The power of the web is in its universality. Access by everyone regardless of disability is an essential aspect.
Tim Berners-Lee
Hey, I’m John Sweet. I have worked in accessibility for over 6 years, initially as an accessibility tester and Director of IT at Knowbility, Inc., and presently as a Senior Manager in Accessibility at Charter Communications (known to customers as Spectrum). In that time I have solved unique problems in HTML and iOS accessibility and worked with qualified engineers and accessibility experts who share my passion. Now I want to share that passion with you.
If you landed on my blog you are probably a designer or a developer looking for accessibility guidance. Digital accessibility is a growing field, and while there are a lot of qualified experts out there, there are no real compendiums of knowledge on detailed topics or credible online courses that go deeper than surface level.
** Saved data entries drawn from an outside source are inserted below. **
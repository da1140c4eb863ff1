//! Declarative endpoint definitions and request building.
//!
//! Every KAS operation is an [`Endpoint`] constant: its parameters, where
//! each parameter goes on the wire, and which query options it accepts.
//! [`build_request`] turns resolved arguments into a [`RequestDescriptor`]
//! for one endpoint without performing any I/O.

use serde_json::{Map, Value};

use super::args::{ArgValue, Param, ResolvedArgs};
use crate::error::Error;
use crate::types::{
    AccessOptions, ContractOptions, HttpMethod, IdentifierValue, OptionKey, QueryOptions,
    RequestDescriptor, Service, describe_keys, normalize_id, normalize_ids,
};

/// Header carrying the chain id on every request.
pub const CHAIN_ID_HEADER: &str = "x-chain-id";

/// How a parameter value is encoded on the wire.
#[derive(Clone, Copy, Debug, PartialEq, Eq)]
pub enum Encoding {
    /// JSON values pass through; identifiers become canonical hex.
    Plain,
    /// A string (numbers are rendered as decimal).
    Text,
    /// One identifier, normalized to canonical hex.
    Id,
    /// A list of identifiers, normalized element-wise.
    IdList,
    /// A list of strings; a single string is a one-element list. Joined with
    /// commas in query strings.
    List,
    /// A JSON object.
    Object,
    /// Contract fee-payer options: a string is a user fee-payer address, an
    /// object is a full options bag.
    FeePayer,
}

/// Where one parameter lands in the request.
#[derive(Clone, Copy, Debug, PartialEq, Eq)]
pub struct Field {
    /// Path placeholder, query parameter or body key.
    pub key: &'static str,
    /// Name of the [`Param`] supplying the value.
    pub param: &'static str,
    pub encoding: Encoding,
}

impl Field {
    pub const fn new(key: &'static str, param: &'static str, encoding: Encoding) -> Self {
        Self {
            key,
            param,
            encoding,
        }
    }

    /// A field whose key is also its parameter name.
    pub const fn named(key: &'static str, encoding: Encoding) -> Self {
        Self::new(key, key, encoding)
    }
}

/// A declarative description of one KAS operation.
#[derive(Clone, Copy, Debug)]
pub struct Endpoint {
    /// Unique name, e.g. `kip17.mint`.
    pub name: &'static str,
    pub service: Service,
    pub method: HttpMethod,
    /// Path template relative to the service base URL.
    pub path: &'static str,
    /// Declared parameters, in call order.
    pub params: &'static [Param],
    pub path_fields: &'static [Field],
    pub query_fields: &'static [Field],
    pub body_fields: &'static [Field],
    /// Name of the parameter holding [`QueryOptions`], if any.
    pub options: Option<&'static str>,
    /// Option keys this endpoint accepts.
    pub whitelist: &'static [OptionKey],
}

impl Endpoint {
    /// Base for struct-update syntax in endpoint constants.
    pub const BLANK: Endpoint = Endpoint {
        name: "",
        service: Service::Wallet,
        method: HttpMethod::Get,
        path: "",
        params: &[],
        path_fields: &[],
        query_fields: &[],
        body_fields: &[],
        options: None,
        whitelist: &[],
    };

    fn param_index(&self, name: &str) -> Result<usize, Error> {
        self.params
            .iter()
            .position(|param| param.name == name)
            .ok_or_else(|| {
                Error::Config(format!("endpoint {} has no parameter `{name}`", self.name))
            })
    }
}

/// Build the request descriptor for one call.
///
/// Path segments are checked and identifiers normalized; options are checked
/// against the endpoint's whitelist; the `x-chain-id` header is always set.
pub fn build_request(
    endpoint: &Endpoint,
    resolved: &ResolvedArgs,
    access: &AccessOptions,
) -> Result<RequestDescriptor, Error> {
    let mut request = RequestDescriptor::new(endpoint.service, endpoint.method, endpoint.path);

    for field in endpoint.path_fields {
        let value = resolved
            .get(endpoint.param_index(field.param)?)
            .ok_or_else(|| Error::shape(format!("missing path parameter `{}`", field.param)))?;
        let segment = encode_text(value, field)?;
        if !is_path_segment(&segment) {
            return Err(Error::shape(format!(
                "`{}` is not a valid path segment: {segment:?}",
                field.param
            )));
        }
        request.path_params.insert(field.key, segment);
    }

    if let Some(name) = endpoint.options {
        if let Some(value) = resolved.get(endpoint.param_index(name)?) {
            let options = match value {
                ArgValue::Options(options) => options.clone(),
                ArgValue::Json(value @ Value::Object(_)) => QueryOptions::from_value(value.clone())?,
                _ => return Err(Error::shape(format!("`{name}` must be query options"))),
            };
            if !options.is_valid_options(endpoint.whitelist) {
                return Err(Error::InvalidQueryOptions {
                    allowed: describe_keys(endpoint.whitelist),
                });
            }
            for (key, value) in options.query_params() {
                request.query_params.insert(key.to_string(), value);
            }
        }
    }

    for field in endpoint.query_fields {
        if let Some(value) = resolved.get(endpoint.param_index(field.param)?) {
            let rendered = match field.encoding {
                Encoding::List | Encoding::IdList => match encode_json(value, field)? {
                    Value::Array(items) => items
                        .iter()
                        .map(|item| item.as_str().map(str::to_string).unwrap_or_else(|| item.to_string()))
                        .collect::<Vec<_>>()
                        .join(","),
                    other => other.to_string(),
                },
                _ => encode_text(value, field)?,
            };
            request.query_params.insert(field.key.to_string(), rendered);
        }
    }

    if !endpoint.body_fields.is_empty() {
        let mut body = Map::new();
        let mut list_len: Option<(&str, usize)> = None;

        for field in endpoint.body_fields {
            let Some(value) = resolved.get(endpoint.param_index(field.param)?) else {
                continue;
            };
            let encoded = encode_json(value, field)?;

            if field.encoding == Encoding::IdList {
                let len = encoded.as_array().map_or(0, Vec::len);
                match list_len {
                    Some((first, expected)) if expected != len => {
                        return Err(Error::shape(format!(
                            "`{first}` and `{}` must have the same length ({expected} != {len})",
                            field.param
                        )));
                    }
                    None => list_len = Some((field.param, len)),
                    _ => {}
                }
            }

            body.insert(field.key.to_string(), encoded);
        }

        request.body = Some(Value::Object(body));
    }

    request
        .header_params
        .insert(CHAIN_ID_HEADER.to_string(), access.chain_id().to_string());

    Ok(request)
}

/// A value that stays one literal segment once joined into a URL.
fn is_path_segment(segment: &str) -> bool {
    !segment.is_empty()
        && segment != "."
        && segment != ".."
        && !segment
            .chars()
            .any(|c| matches!(c, '/' | '\\' | '?' | '#' | '%' | '{' | '}') || c.is_whitespace() || c.is_control())
}

fn identifier(value: &ArgValue, field: &Field) -> Result<IdentifierValue, Error> {
    match value {
        ArgValue::Id(id) => Ok(id.clone()),
        ArgValue::Json(json) => Ok(IdentifierValue::Json(json.clone())),
        _ => Err(Error::shape(format!("`{}` must be an identifier", field.param))),
    }
}

fn encode_text(value: &ArgValue, field: &Field) -> Result<String, Error> {
    if field.encoding == Encoding::Id {
        return Ok(normalize_id(identifier(value, field)?)?.to_string());
    }
    match value {
        ArgValue::Json(Value::String(s)) => Ok(s.clone()),
        ArgValue::Json(Value::Number(n)) => Ok(n.to_string()),
        ArgValue::Json(Value::Bool(b)) => Ok(b.to_string()),
        ArgValue::Id(id) => Ok(normalize_id(id.clone())?.to_string()),
        _ => Err(Error::shape(format!("`{}` must be a string", field.param))),
    }
}

fn encode_json(value: &ArgValue, field: &Field) -> Result<Value, Error> {
    match field.encoding {
        Encoding::Plain => match value {
            ArgValue::Json(json) => Ok(json.clone()),
            ArgValue::Id(id) => Ok(normalize_id(id.clone())?.into()),
            ArgValue::Ids(ids) => Ok(hex_array(ids.clone())?),
            ArgValue::Options(_) => Err(Error::shape(format!(
                "`{}` cannot be query options",
                field.param
            ))),
        },
        Encoding::Text => encode_text(value, field).map(Value::String),
        Encoding::Id => Ok(normalize_id(identifier(value, field)?)?.into()),
        Encoding::IdList => match value {
            ArgValue::Ids(ids) => hex_array(ids.clone()),
            ArgValue::Json(Value::Array(items)) => hex_array(items.iter().cloned().map(IdentifierValue::Json)),
            _ => Err(Error::shape(format!("`{}` must be a list of identifiers", field.param))),
        },
        Encoding::List => match value {
            ArgValue::Json(Value::String(s)) => Ok(Value::Array(vec![Value::String(s.clone())])),
            ArgValue::Json(Value::Array(items)) if items.iter().all(Value::is_string) => {
                Ok(Value::Array(items.clone()))
            }
            _ => Err(Error::shape(format!("`{}` must be a list of strings", field.param))),
        },
        Encoding::Object => match value {
            ArgValue::Json(object @ Value::Object(_)) => Ok(object.clone()),
            _ => Err(Error::shape(format!("`{}` must be an object", field.param))),
        },
        Encoding::FeePayer => match value {
            ArgValue::Json(Value::String(address)) => {
                Ok(ContractOptions::with_fee_payer_address(address.clone()).to_value())
            }
            ArgValue::Json(object @ Value::Object(_)) => Ok(object.clone()),
            _ => Err(Error::shape(format!(
                "`{}` must be a fee payer address or contract options",
                field.param
            ))),
        },
    }
}

fn hex_array(ids: impl IntoIterator<Item = IdentifierValue>) -> Result<Value, Error> {
    Ok(Value::Array(
        normalize_ids(ids)?.into_iter().map(Value::from).collect(),
    ))
}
I am not interested in reiterating the guidance that has been shared a thousand times before. “What has been is what will be, and what has been done is what will be done, and there is nothing new under the sun.” –quote from an obscure text about common problems in web accessibility.
The purpose of this blog is to examine single, specific problems in major detail. Instead of ruminating on whether accessibility makes design better or worse (better), or setting the record straight with the 1000th article on how to write alt text, or linking you out to the best contrast checkers on the web, the posts on this blog will dive into component-level problems, in code, line-by-line.
Have your developers asked you, or are you a developer asking, how to make an iOS switch like the ones in the Settings app? Or how to make a progress spinner that won’t make your users dizzy?–The best way to handle form errors?–How to tell JAWS, VoiceOver, and TalkBack to announce your will? This blog will give you the design philosophy, the UX strategy, and the best practice markup to achieve it.
For resources beyond what I provide here, I recommend checking out the blogs of other established experts in the accessibility field: Scott O’Hara, Leonie Watson, Derek Featherstone, Marcy Sutton, Denis Boudreau, Elle Waters, and Karl Groves.